Exactly the lines below from the one with "for key in &keys" up to and including the one with "if steps > leaves" make up the answer, with nothing else added.
*** Information supplied
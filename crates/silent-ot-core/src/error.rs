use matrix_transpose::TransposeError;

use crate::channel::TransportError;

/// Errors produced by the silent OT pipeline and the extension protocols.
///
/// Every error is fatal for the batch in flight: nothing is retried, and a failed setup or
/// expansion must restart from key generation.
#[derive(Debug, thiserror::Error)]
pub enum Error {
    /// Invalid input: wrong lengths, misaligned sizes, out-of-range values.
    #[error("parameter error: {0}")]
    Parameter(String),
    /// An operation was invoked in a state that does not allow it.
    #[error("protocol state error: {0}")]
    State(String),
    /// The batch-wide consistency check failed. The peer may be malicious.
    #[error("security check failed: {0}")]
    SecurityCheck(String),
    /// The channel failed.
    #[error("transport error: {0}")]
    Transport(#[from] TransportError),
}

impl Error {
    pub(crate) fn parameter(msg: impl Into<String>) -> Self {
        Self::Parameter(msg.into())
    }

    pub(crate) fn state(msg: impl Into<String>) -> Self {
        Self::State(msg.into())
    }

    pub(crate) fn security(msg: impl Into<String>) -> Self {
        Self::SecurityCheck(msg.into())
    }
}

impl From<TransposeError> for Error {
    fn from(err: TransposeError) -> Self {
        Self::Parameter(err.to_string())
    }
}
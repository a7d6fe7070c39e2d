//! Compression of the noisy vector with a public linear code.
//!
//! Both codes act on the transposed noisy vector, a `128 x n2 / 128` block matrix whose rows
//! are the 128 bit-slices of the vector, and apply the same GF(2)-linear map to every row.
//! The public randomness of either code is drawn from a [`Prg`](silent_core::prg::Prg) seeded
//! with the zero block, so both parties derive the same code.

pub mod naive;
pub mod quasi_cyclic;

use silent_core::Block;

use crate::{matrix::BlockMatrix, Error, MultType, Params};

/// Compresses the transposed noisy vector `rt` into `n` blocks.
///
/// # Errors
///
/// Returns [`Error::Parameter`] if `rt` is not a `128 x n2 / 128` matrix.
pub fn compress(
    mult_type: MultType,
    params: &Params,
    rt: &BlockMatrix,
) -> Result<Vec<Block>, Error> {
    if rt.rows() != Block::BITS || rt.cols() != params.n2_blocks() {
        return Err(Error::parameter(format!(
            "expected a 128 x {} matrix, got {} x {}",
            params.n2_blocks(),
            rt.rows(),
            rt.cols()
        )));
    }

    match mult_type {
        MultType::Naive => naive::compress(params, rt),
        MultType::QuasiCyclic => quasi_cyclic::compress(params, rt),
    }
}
******
*** Information supplied
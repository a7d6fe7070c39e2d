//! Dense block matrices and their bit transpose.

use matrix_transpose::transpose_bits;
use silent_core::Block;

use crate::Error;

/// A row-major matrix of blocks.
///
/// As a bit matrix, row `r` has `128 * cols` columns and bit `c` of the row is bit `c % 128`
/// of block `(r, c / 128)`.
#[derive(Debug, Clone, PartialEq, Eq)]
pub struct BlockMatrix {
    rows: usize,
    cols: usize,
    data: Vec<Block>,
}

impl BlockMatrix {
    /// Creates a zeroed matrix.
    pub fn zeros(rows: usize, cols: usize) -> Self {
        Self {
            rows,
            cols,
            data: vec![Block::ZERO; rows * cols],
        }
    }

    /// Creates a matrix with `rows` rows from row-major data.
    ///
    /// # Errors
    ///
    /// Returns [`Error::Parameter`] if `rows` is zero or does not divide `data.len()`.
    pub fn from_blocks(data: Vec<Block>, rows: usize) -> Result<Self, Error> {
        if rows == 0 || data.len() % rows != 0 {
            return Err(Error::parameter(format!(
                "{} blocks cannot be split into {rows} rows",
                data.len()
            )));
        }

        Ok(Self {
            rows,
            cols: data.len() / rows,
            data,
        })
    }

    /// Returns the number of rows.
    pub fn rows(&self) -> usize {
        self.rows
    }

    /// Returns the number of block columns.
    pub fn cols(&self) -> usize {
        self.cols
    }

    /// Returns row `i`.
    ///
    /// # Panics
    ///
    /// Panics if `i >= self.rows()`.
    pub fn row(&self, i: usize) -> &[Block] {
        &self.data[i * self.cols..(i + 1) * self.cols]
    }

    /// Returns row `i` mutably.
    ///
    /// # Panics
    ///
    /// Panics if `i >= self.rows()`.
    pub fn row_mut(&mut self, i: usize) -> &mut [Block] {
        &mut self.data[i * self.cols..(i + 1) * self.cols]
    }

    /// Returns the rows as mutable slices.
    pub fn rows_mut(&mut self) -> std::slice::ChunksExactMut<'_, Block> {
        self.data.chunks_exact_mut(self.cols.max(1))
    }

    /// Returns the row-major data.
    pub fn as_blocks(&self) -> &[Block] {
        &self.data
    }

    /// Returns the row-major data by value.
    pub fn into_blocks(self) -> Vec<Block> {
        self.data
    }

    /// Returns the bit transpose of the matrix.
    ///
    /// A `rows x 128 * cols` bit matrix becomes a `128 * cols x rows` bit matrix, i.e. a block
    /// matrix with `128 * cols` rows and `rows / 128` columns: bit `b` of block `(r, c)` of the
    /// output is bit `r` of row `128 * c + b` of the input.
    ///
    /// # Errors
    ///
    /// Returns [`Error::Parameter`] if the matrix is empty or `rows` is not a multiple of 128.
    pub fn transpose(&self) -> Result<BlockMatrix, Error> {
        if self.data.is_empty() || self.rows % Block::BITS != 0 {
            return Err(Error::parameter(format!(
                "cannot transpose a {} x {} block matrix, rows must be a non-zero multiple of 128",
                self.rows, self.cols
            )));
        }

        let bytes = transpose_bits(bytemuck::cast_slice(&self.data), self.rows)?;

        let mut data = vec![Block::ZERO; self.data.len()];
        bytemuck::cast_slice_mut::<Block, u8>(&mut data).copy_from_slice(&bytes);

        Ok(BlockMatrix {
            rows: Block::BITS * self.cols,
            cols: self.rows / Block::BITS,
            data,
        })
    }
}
******
*** Information supplied
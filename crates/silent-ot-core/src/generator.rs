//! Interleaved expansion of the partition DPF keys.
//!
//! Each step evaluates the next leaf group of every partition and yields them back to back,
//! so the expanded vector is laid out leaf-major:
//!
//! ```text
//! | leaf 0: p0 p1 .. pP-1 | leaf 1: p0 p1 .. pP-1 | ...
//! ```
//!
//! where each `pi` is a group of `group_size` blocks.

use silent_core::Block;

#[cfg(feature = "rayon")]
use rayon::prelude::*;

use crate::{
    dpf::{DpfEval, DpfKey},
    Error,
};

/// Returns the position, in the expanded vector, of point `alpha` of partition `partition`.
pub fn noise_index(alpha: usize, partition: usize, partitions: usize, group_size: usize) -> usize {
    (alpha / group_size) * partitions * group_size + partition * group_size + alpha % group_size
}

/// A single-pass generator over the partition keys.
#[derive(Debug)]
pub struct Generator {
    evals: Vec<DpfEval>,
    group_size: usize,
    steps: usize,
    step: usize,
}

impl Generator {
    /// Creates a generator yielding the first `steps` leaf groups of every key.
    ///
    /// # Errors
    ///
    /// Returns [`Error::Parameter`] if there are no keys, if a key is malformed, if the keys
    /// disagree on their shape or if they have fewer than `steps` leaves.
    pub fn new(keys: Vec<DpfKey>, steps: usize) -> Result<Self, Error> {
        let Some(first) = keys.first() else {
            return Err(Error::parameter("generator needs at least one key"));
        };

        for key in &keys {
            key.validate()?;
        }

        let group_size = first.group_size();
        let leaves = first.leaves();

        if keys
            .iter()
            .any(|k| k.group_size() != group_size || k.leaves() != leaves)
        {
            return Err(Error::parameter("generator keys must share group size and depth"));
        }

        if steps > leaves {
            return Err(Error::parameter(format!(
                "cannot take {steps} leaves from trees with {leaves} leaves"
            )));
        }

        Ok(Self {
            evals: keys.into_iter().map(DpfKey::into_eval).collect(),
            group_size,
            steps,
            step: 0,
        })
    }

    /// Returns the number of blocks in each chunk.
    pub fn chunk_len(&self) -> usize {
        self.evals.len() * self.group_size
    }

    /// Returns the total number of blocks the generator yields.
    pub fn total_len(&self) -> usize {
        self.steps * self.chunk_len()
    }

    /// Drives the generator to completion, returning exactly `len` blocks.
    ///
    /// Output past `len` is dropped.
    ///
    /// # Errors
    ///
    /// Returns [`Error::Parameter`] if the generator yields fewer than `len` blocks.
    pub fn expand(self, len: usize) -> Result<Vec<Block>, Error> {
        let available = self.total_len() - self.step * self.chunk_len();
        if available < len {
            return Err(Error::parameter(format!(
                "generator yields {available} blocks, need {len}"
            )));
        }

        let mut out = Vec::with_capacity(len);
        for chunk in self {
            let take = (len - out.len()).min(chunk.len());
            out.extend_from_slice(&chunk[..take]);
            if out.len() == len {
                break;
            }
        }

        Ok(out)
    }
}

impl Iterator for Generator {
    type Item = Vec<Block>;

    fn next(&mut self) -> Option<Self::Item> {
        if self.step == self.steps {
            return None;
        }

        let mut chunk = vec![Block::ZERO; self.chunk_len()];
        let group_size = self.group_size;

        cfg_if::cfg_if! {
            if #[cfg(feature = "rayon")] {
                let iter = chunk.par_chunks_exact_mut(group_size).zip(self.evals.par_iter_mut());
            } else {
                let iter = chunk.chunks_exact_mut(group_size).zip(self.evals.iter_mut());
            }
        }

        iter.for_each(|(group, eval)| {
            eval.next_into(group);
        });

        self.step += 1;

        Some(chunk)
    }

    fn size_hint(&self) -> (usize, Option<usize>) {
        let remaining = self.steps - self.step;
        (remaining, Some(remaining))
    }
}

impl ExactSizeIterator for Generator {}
******
● Response area
        for key in &keys {
            key.validate()?;
        }

        let group_size = first.group_size();
        let leaves = first.leaves();

        if keys
            .iter()
            .any(|k| k.group_size() != group_size || k.leaves() != leaves)
        {
            return Err(Error::parameter("generator keys must share group size and depth"));
        }

        if steps > leaves {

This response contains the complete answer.